L = [4,3,2,1]
L=L.sort()
L will refer to None, why L.sort() don't return the L?
I want to ask why the designer of Python do so?
11  6075  an****@gmail.com wrote: L = [4,3,2,1]
L=L.sort()
L will refer to None, why L.sort() don't return the L?
I want to ask why the designer of Python do so? http://www.python.org/doc/faq/genera...he-sorted-list
--
Robert Kern
"I have come to believe that the whole world is an enigma, a harmless enigma
that is made terrible by our own mad attempt to interpret it as though it had
an underlying truth."
-- Umberto Eco an****@gmail.com wrote: L = [4,3,2,1]
L=L.sort()
L will refer to None, why L.sort() don't return the L?
I want to ask why the designer of Python do so?
Because that's the convention that signifies that a Python method
mutates the object rather than returns a new one.
--
Erik Max Francis && ma*@alcyone.com && http://www.alcyone.com/max/
San Jose, CA, USA && 37 20 N 121 53 W && AIM erikmaxfrancis
Sitting in the den and / Looking at the phone as if it owed / Owed me
a favor -- Blu Cantrell
"an****@gmail.com" <an****@gmail.com> writes: I want to ask why the designer of Python do so?
I'm not a Python core developer nor a designer but I've always known that
sort() is a in-place sort and since the list is a mutable object it mutates the
list sending the "sort()" message. If you want to get back a sorted iterable
use... sorted :)
L = [3, 1, 2]
ls = sorted(L)
now ls is your list, sorted.
--
Lawrence - http://www.oluyede.org/blog
"Nothing is more dangerous than an idea
if it's the only one you have" - E. A. Chartier
Thanks a lot!
However, I wonder why L.sort() don't return the reference L, the
performance of return L and None may be the same. If L.sort() return
L, we shouldn't do the awful things such as:
keys = dict.keys()
keys.sort()
for key in keys:
...do whatever with dict[key]...
we can only write the code as follows:
for key in dict.iterkeys().sort():
...do whatever with dict[key]...
Why?
"an****@gmail.com" <an****@gmail.com> writes: However, I wonder why L.sort() don't return the reference L, the
performance of return L and None may be the same.

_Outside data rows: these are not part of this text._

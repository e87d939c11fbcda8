//! Demand Forecast API Library
//!
//! Demand projection by single exponential smoothing over historical sales
//! tables, plus the economic-order-quantity and total-cost figures derived
//! from it, served over HTTP.
#![forbid(unsafe_code)]
#![deny(rust_2018_idioms)]
#![allow(elided_lifetimes_in_paths)]
#![warn(clippy::all, clippy::perf, clippy::dbg_macro)]

// Core modules
pub mod cache;
pub mod config;
pub mod db;
pub mod errors;
pub mod handlers;
pub mod metrics;
pub mod middleware_helpers;
pub mod ml;
pub mod models;
pub mod openapi;
pub mod repositories;
pub mod services;
pub mod tracing;

use axum::{http::Method, routing::get, Router};
use sea_orm::DatabaseConnection;
use std::sync::Arc;
use tower_http::cors::{Any, CorsLayer};

use crate::cache::CacheBackend;
use crate::repositories::SeaOrmHistoricalStore;
use crate::services::data_access::CachedDataFetcher;
use crate::services::forecasting::ForecastingService;

// App state definition
#[derive(Clone)]
pub struct AppState {
    pub db: Arc<DatabaseConnection>,
    pub config: config::AppConfig,
    pub forecasting: Arc<ForecastingService>,
    pub cache: Arc<dyn CacheBackend>,
}

impl AppState {
    /// Wire the store, the read-through cache and the orchestrator together.
    pub fn new(
        db: Arc<DatabaseConnection>,
        config: config::AppConfig,
        cache: Arc<dyn CacheBackend>,
    ) -> Self {
        let store = Arc::new(SeaOrmHistoricalStore::new(db.clone()));
        let fetcher = Arc::new(CachedDataFetcher::new(
            store,
            cache.clone(),
            config.cache.ttl(),
        ));
        let forecasting = Arc::new(ForecastingService::new(
            fetcher,
            config.forecast.clone(),
        ));

        Self {
            db,
            config,
            forecasting,
            cache,
        }
    }
}

/// Full HTTP surface: forecasting routes, health, metrics and API docs.
pub fn build_router(state: AppState) -> Router {
    let cors = CorsLayer::new()
        .allow_origin(Any)
        .allow_methods([Method::GET])
        .allow_headers(Any);

    Router::new()
        .route("/", get(|| async { "demand-forecast-api up" }))
        .merge(handlers::forecast::forecast_routes())
        .merge(handlers::health::health_routes())
        .route("/metrics", get(metrics::metrics_handler))
        .merge(openapi::swagger_ui())
        // HTTP tracing layer for consistent request/response telemetry
        .layer(crate::tracing::configure_http_tracing())
        .layer(cors)
        // Ensure every request carries a request id for traceability
        .layer(axum::middleware::from_fn(
            middleware_helpers::request_id::request_id_middleware,
        ))
        .with_state(state)
}
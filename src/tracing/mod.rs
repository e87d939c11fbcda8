//! Request correlation and HTTP tracing helpers.
//!
//! A request id is attached to every inbound request by
//! [`crate::middleware_helpers::request_id`] and made available to the rest of
//! the request through a task-local, so error bodies and log spans can carry it
//! without threading it through every call.

use axum::http::Request;
use std::{cell::RefCell, fmt, future::Future};
use tower_http::{
    classify::{ServerErrorsAsFailures, SharedClassifier},
    trace::{DefaultOnFailure, DefaultOnRequest, DefaultOnResponse, MakeSpan, TraceLayer},
};
use tracing::Level;
use uuid::Uuid;

/// Request ID tracking information
#[derive(Clone, Debug, PartialEq, Eq)]
pub struct RequestId(pub String);

impl Default for RequestId {
    fn default() -> Self {
        RequestId(Uuid::new_v4().to_string())
    }
}

impl RequestId {
    pub fn new(value: impl Into<String>) -> Self {
        RequestId(value.into())
    }

    pub fn as_str(&self) -> &str {
        &self.0
    }
}

impl fmt::Display for RequestId {
    fn fmt(&self, f: &mut fmt::Formatter<'_>) -> fmt::Result {
        write!(f, "{}", self.0)
    }
}

tokio::task_local! {
    static CURRENT_REQUEST_ID: RefCell<Option<RequestId>>;
}

pub async fn scope_request_id<Fut, R>(request_id: RequestId, future: Fut) -> R
where
    Fut: Future<Output = R>,
{
    CURRENT_REQUEST_ID
        .scope(RefCell::new(Some(request_id)), future)
        .await
}

pub fn current_request_id() -> Option<RequestId> {
    CURRENT_REQUEST_ID
        .try_with(|cell| cell.borrow().clone())
        .ok()
        .flatten()
}

#[derive(Clone, Default)]
pub struct RequestSpanMaker;

impl<B> MakeSpan<B> for RequestSpanMaker {
    fn make_span(&mut self, request: &Request<B>) -> tracing::Span {
        let request_id = request
            .extensions()
            .get::<RequestId>()
            .cloned()
            .or_else(|| {
                request
                    .headers()
                    .get(crate::middleware_helpers::request_id::REQUEST_ID_HEADER)
                    .and_then(|v| v.to_str().ok())
                    .map(RequestId::new)
            })
            .unwrap_or_default();

        tracing::info_span!(
            "http.request",
            request_id = %request_id.as_str(),
            method = %request.method(),
            uri = %request.uri(),
        )
    }
}

pub type HttpTraceLayer = TraceLayer<
    SharedClassifier<ServerErrorsAsFailures>,
    RequestSpanMaker,
    DefaultOnRequest,
    DefaultOnResponse,
>;

/// Configure tracing for the application with tower-http
pub fn configure_http_tracing() -> HttpTraceLayer {
    TraceLayer::new_for_http()
        .make_span_with(RequestSpanMaker)
        .on_request(DefaultOnRequest::new().level(Level::DEBUG))
        .on_response(DefaultOnResponse::new().level(Level::INFO))
        .on_failure(DefaultOnFailure::new().level(Level::ERROR))
}
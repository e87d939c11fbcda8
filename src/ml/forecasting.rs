//! Single exponential smoothing and the economic-order-quantity cost model.
//!
//! Everything here is pure: no I/O, no shared state. The orchestration that
//! fetches demand and persists the projection lives in
//! [`crate::services::forecasting`].

use crate::errors::ServiceError;

/// Periods covered by one ordering cycle; scales per-period demand in both
/// the EOQ and the shortage formulas.
pub const PERIODS_PER_CYCLE: f64 = 50.0;

/// Overhead factor applied to the configured holding-cost rate when it is
/// reported.
pub const HOLDING_COST_OVERHEAD: f64 = 0.06;

/// Output of [`exponential_smoothing`].
#[derive(Debug, Clone, PartialEq)]
pub struct SmoothedSeries {
    /// One value per input observation. Slot 0 is a zero sentinel and slot 1
    /// is the bootstrap (the first observation), so the series trails the
    /// demand by one period.
    pub values: Vec<f64>,
    /// Forecast for the period after the last observation.
    pub next: f64,
}

fn smoothing_step(level: f64, observation: f64, alpha: f64) -> f64 {
    level + alpha * (observation - level)
}

/// Smooth `demand` with factor `alpha`.
///
/// `out[0] = 0`, `out[1] = demand[0]` and `out[i] = out[i-1] + alpha *
/// (demand[i-1] - out[i-1])` for `i >= 2`. The next-period forecast is one more
/// step from the last output value towards the last observation. A single
/// observation yields `[0]` with that observation as the next forecast.
pub fn exponential_smoothing(demand: &[f64], alpha: f64) -> Result<SmoothedSeries, ServiceError> {
    let (&first, &last) = match (demand.first(), demand.last()) {
        (Some(first), Some(last)) => (first, last),
        _ => {
            return Err(ServiceError::EmptySeries(
                "demand data is empty".to_string(),
            ))
        }
    };

    let mut values = Vec::with_capacity(demand.len());
    values.push(0.0);
    if demand.len() == 1 {
        return Ok(SmoothedSeries {
            values,
            next: first,
        });
    }

    values.push(first);
    for i in 2..demand.len() {
        let previous = values[i - 1];
        values.push(smoothing_step(previous, demand[i - 1], alpha));
    }

    let level = values[values.len() - 1];
    Ok(SmoothedSeries {
        next: smoothing_step(level, last, alpha),
        values,
    })
}

/// `sqrt(2 * demand * PERIODS_PER_CYCLE * ordering_cost / holding_cost_rate)`,
/// or 0 when any input is not strictly positive.
pub fn economic_order_quantity(demand: f64, holding_cost_rate: f64, ordering_cost: f64) -> f64 {
    if demand <= 0.0 || holding_cost_rate <= 0.0 || ordering_cost <= 0.0 {
        return 0.0;
    }

    ((2.0 * demand * PERIODS_PER_CYCLE * ordering_cost) / holding_cost_rate).sqrt()
}

/// Total-cost figures for one ordering cycle.
#[derive(Debug, Clone, Copy, PartialEq)]
pub struct TotalCost {
    /// `ordering_cost + holding_cost_rate * (demand * PERIODS_PER_CYCLE - stock)`
    pub shortage_total_cost: f64,
    /// `eoq * holding_cost_rate + (demand / eoq) * ordering_cost`
    pub eoq_total_cost: f64,
}

/// Compute both total-cost figures.
///
/// When `eoq` is 0 the ordering term `(demand / eoq) * ordering_cost` is taken
/// as 0, so the EOQ total cost collapses to `0 * holding_cost_rate = 0`.
pub fn total_cost(
    stock_quantity: f64,
    holding_cost_rate: f64,
    ordering_cost: f64,
    demand: f64,
    eoq: f64,
) -> TotalCost {
    let shortage = demand * PERIODS_PER_CYCLE - stock_quantity;
    let shortage_total_cost = ordering_cost + holding_cost_rate * shortage;

    let ordering_term = if eoq == 0.0 {
        0.0
    } else {
        (demand / eoq) * ordering_cost
    };
    let eoq_total_cost = eoq * holding_cost_rate + ordering_term;

    TotalCost {
        shortage_total_cost,
        eoq_total_cost,
    }
}

pub fn holding_cost(holding_cost_rate: f64) -> f64 {
    holding_cost_rate * HOLDING_COST_OVERHEAD
}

It's not "the same". sort() does not return anything.
Why?
I've just explained to you and so the others: by default operations on mutable
objects are in place.
s = "abc"
s.upper()
does return another string. String are immutable references.
--
Lawrence - http://www.oluyede.org/blog
"Nothing is more dangerous than an idea
if it's the only one you have" - E. A. Chartier an****@gmail.com enlightened us with: However, I wonder why L.sort() don't return the reference L, the
performance of return L and None may be the same.

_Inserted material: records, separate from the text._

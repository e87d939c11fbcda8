/*!
 * # Forecasting math
 *
 * Pure numeric models used by the forecasting service.
 */

/// Exponential smoothing and EOQ / total-cost formulas
pub mod forecasting;
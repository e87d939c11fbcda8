use std::sync::Arc;

use axum::{
    body::{to_bytes, Body},
    http::{Method, Request, StatusCode},
    Router,
};
use demand_forecast_api::{
    cache::{CacheBackend, InMemoryCache},
    config::AppConfig,
    db,
    repositories::historical_store::{create_demand_table, insert_demand, reset_demand_table},
    AppState,
};
use sea_orm::{ConnectionTrait, DatabaseBackend as DbBackend, Statement};
use serde_json::Value;
use tower::ServiceExt;

/// Helper harness for spinning up the full router over an in-memory SQLite
/// database and an in-memory cache.
pub struct TestApp {
    router: Router,
    pub state: AppState,
    pub cache: Arc<InMemoryCache>,
}

impl TestApp {
    /// Construct a new test application with fresh database state.
    pub async fn new() -> Self {
        let mut cfg = AppConfig::new(
            "sqlite::memory:".to_string(),
            "redis://127.0.0.1:6379".to_string(),
            "127.0.0.1".to_string(),
            18_080,
            "test".to_string(),
        );
        cfg.cache.cache_type = "in-memory".to_string();

        let pool = db::establish_connection_with_config(&db::in_memory_sqlite_config())
            .await
            .expect("failed to create test database");

        let cache = Arc::new(InMemoryCache::new());
        let backend: Arc<dyn CacheBackend> = cache.clone();
        let state = AppState::new(Arc::new(pool), cfg, backend);
        let router = demand_forecast_api::build_router(state.clone());

        Self {
            router,
            state,
            cache,
        }
    }

    /// Create `table` and insert the given demand history.
    pub async fn seed_demand(&self, table: &str, values: &[f64]) {
        create_demand_table(&self.state.db, table)
            .await
            .expect("create demand table");
        insert_demand(&self.state.db, table, values)
            .await
            .expect("insert demand rows");
    }

    /// Recreate `table` and insert the given demand history.
    #[allow(dead_code)]
    pub async fn reseed_demand(&self, table: &str, values: &[f64]) {
        reset_demand_table(&self.state.db, table)
            .await
            .expect("reset demand table");
        insert_demand(&self.state.db, table, values)
            .await
            .expect("insert demand rows");
    }

    /// Run raw SQL against the test database.
    #[allow(dead_code)]
    pub async fn execute(&self, sql: &str) {
        self.state
            .db
            .execute(Statement::from_string(DbBackend::Sqlite, sql.to_string()))
            .await
            .expect("execute test sql");
    }

    /// Forecast column of `table`, in id order.
    #[allow(dead_code)]
    pub async fn forecasted_values(&self, table: &str) -> Vec<Option<f64>> {
        let rows = self
            .state
            .db
            .query_all(Statement::from_string(
                DbBackend::Sqlite,
                format!("SELECT forecasted_value FROM {} ORDER BY id", table),
            ))
            .await
            .expect("query forecasted values");
        rows.iter()
            .map(|row| {
                row.try_get_by_index::<Option<f64>>(0)
                    .expect("decode forecasted value")
            })
            .collect()
    }

    /// Send a GET request against the router.
    pub async fn get(&self, uri: &str) -> axum::response::Response {
        self.request(Method::GET, uri, &[]).await
    }

    pub async fn request(
        &self,
        method: Method,
        uri: &str,
        headers: &[(&str, &str)],
    ) -> axum::response::Response {
        let mut builder = Request::builder().method(method).uri(uri);
        for (name, value) in headers {
            builder = builder.header(*name, *value);
        }

        let request = builder.body(Body::empty()).expect("failed to build request");
        self.router
            .clone()
            .oneshot(request)
            .await
            .expect("router error during test request")
    }
}

/// Split a response into its status and JSON body.
pub async fn json_body(response: axum::response::Response) -> (StatusCode, Value) {
    let status = response.status();
    let bytes = to_bytes(response.into_body(), usize::MAX)
        .await
        .expect("read response body");
    let value = serde_json::from_slice(&bytes).expect("response body is json");
    (status, value)
}

/// Response body as text.
#[allow(dead_code)]
pub async fn text_body(response: axum::response::Response) -> (StatusCode, String) {
    let status = response.status();
    let bytes = to_bytes(response.into_body(), usize::MAX)
        .await
        .expect("read response body");
    (status, String::from_utf8_lossy(&bytes).into_owned())
}
use crate::config::AppConfig;
use crate::errors::ServiceError;
use sea_orm::{ConnectOptions, Database, DatabaseConnection};
use std::time::Duration;
use tracing::{debug, error, info};

/// Type alias for a database connection pool
pub type DbPool = DatabaseConnection;

/// Configuration for database connection
#[derive(Debug, Clone)]
pub struct DbConfig {
    /// Database connection URL
    pub url: String,
    /// Maximum number of connections
    pub max_connections: u32,
    /// Minimum number of connections
    pub min_connections: u32,
    /// Connection timeout duration
    pub connect_timeout: Duration,
    /// Idle timeout duration
    pub idle_timeout: Duration,
    /// Acquire connection timeout
    pub acquire_timeout: Duration,
}

impl Default for DbConfig {
    fn default() -> Self {
        Self {
            url: String::new(),
            max_connections: 10,
            min_connections: 1,
            connect_timeout: Duration::from_secs(30),
            idle_timeout: Duration::from_secs(600),
            acquire_timeout: Duration::from_secs(8),
        }
    }
}

impl From<&AppConfig> for DbConfig {
    fn from(cfg: &AppConfig) -> Self {
        Self {
            url: cfg.database_url.clone(),
            max_connections: cfg.db_max_connections,
            min_connections: cfg.db_min_connections,
            connect_timeout: Duration::from_secs(cfg.db_connect_timeout_secs),
            idle_timeout: Duration::from_secs(cfg.db_idle_timeout_secs),
            acquire_timeout: Duration::from_secs(cfg.db_acquire_timeout_secs),
        }
    }
}

/// Establishes a connection pool to the database
///
/// # Errors
/// Returns a `ServiceError` if the connection cannot be established
pub async fn establish_connection(database_url: &str) -> Result<DbPool, ServiceError> {
    let config = DbConfig {
        url: database_url.to_string(),
        ..Default::default()
    };

    establish_connection_with_config(&config).await
}

/// Establishes a connection pool to the database with custom configuration
///
/// The pool is pinged once before it is handed out, so an unreachable store
/// fails here rather than on the first request.
pub async fn establish_connection_with_config(config: &DbConfig) -> Result<DbPool, ServiceError> {
    debug!("Configuring database connection with: {:?}", config);

    let mut opt = ConnectOptions::new(config.url.clone());

    opt.max_connections(config.max_connections)
        .min_connections(config.min_connections)
        .connect_timeout(config.connect_timeout)
        .acquire_timeout(config.acquire_timeout)
        .idle_timeout(config.idle_timeout)
        .sqlx_logging(false);

    info!(
        "Connecting to database with max_connections={}",
        config.max_connections
    );

    let db_pool = Database::connect(opt).await.map_err(|e| {
        error!("Database connection establishment failed: {}", e);
        ServiceError::DatabaseError(e)
    })?;

    check_connection(&db_pool).await?;
    info!("Database connection pool established successfully");

    Ok(db_pool)
}

/// Establish DB pool using AppConfig tuning
pub async fn establish_connection_from_app_config(cfg: &AppConfig) -> Result<DbPool, ServiceError> {
    let db_cfg: DbConfig = cfg.into();
    establish_connection_with_config(&db_cfg).await
}

/// Checks if the database connection is active
pub async fn check_connection(pool: &DbPool) -> Result<(), ServiceError> {
    let start = std::time::Instant::now();
    let result = pool.ping().await.map_err(ServiceError::DatabaseError);

    let elapsed = start.elapsed();
    match &result {
        Ok(_) => debug!("Database connection check successful in {:?}", elapsed),
        Err(e) => error!(
            "Database connection check failed after {:?}: {}",
            elapsed, e
        ),
    }

    result
}

/// Closes the database connection pool
pub async fn close_pool(pool: DbPool) -> Result<(), ServiceError> {
    info!("Closing database connection pool");

    pool.close().await.map_err(ServiceError::DatabaseError)
}

/// Pool settings for a private in-memory SQLite database.
///
/// Every SQLite `:memory:` connection is its own database, so the pool is
/// pinned to a single connection.
pub fn in_memory_sqlite_config() -> DbConfig {
    DbConfig {
        url: "sqlite::memory:".to_string(),
        max_connections: 1,
        min_connections: 1,
        ..Default::default()
    }
}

It's probably because it would become confusing. Many people don't
read the documentation. If L.sort() returns a sorted version of L,
they would probably assume it didn't do an in-place sort. The effects
of an unexpected in-place sort are much harder to track down and debug
than a function returning None.
Sybren
--
The problem with the world is stupidity. Not saying there should be a
capital punishment for stupidity, but why don't we just take the
safety labels off of everything and let the problem solve itself?
Frank Zappa
So you write:
for key in sorted(dict.iterkeys()):
... do it ...
dict.iterkeys() returns an iterable which doesn't even have a
sort-method; and somehow I find it unnatural to apply a 'sort' method
to an iterator whereas I find it perfectly natural to feed an iterator
to a function that does sorting for anything iterable...
Cheers,
--Tim
to throw fire on the fuel (:P), you can get the value back to an
in-place mutable change with a single expression...
mylist = [2,3,4,1]
print mylist.sort() or mylist
might not be too pythonic or maybe it is. I guess depends on what side
of the glass you might wish to view the solution :)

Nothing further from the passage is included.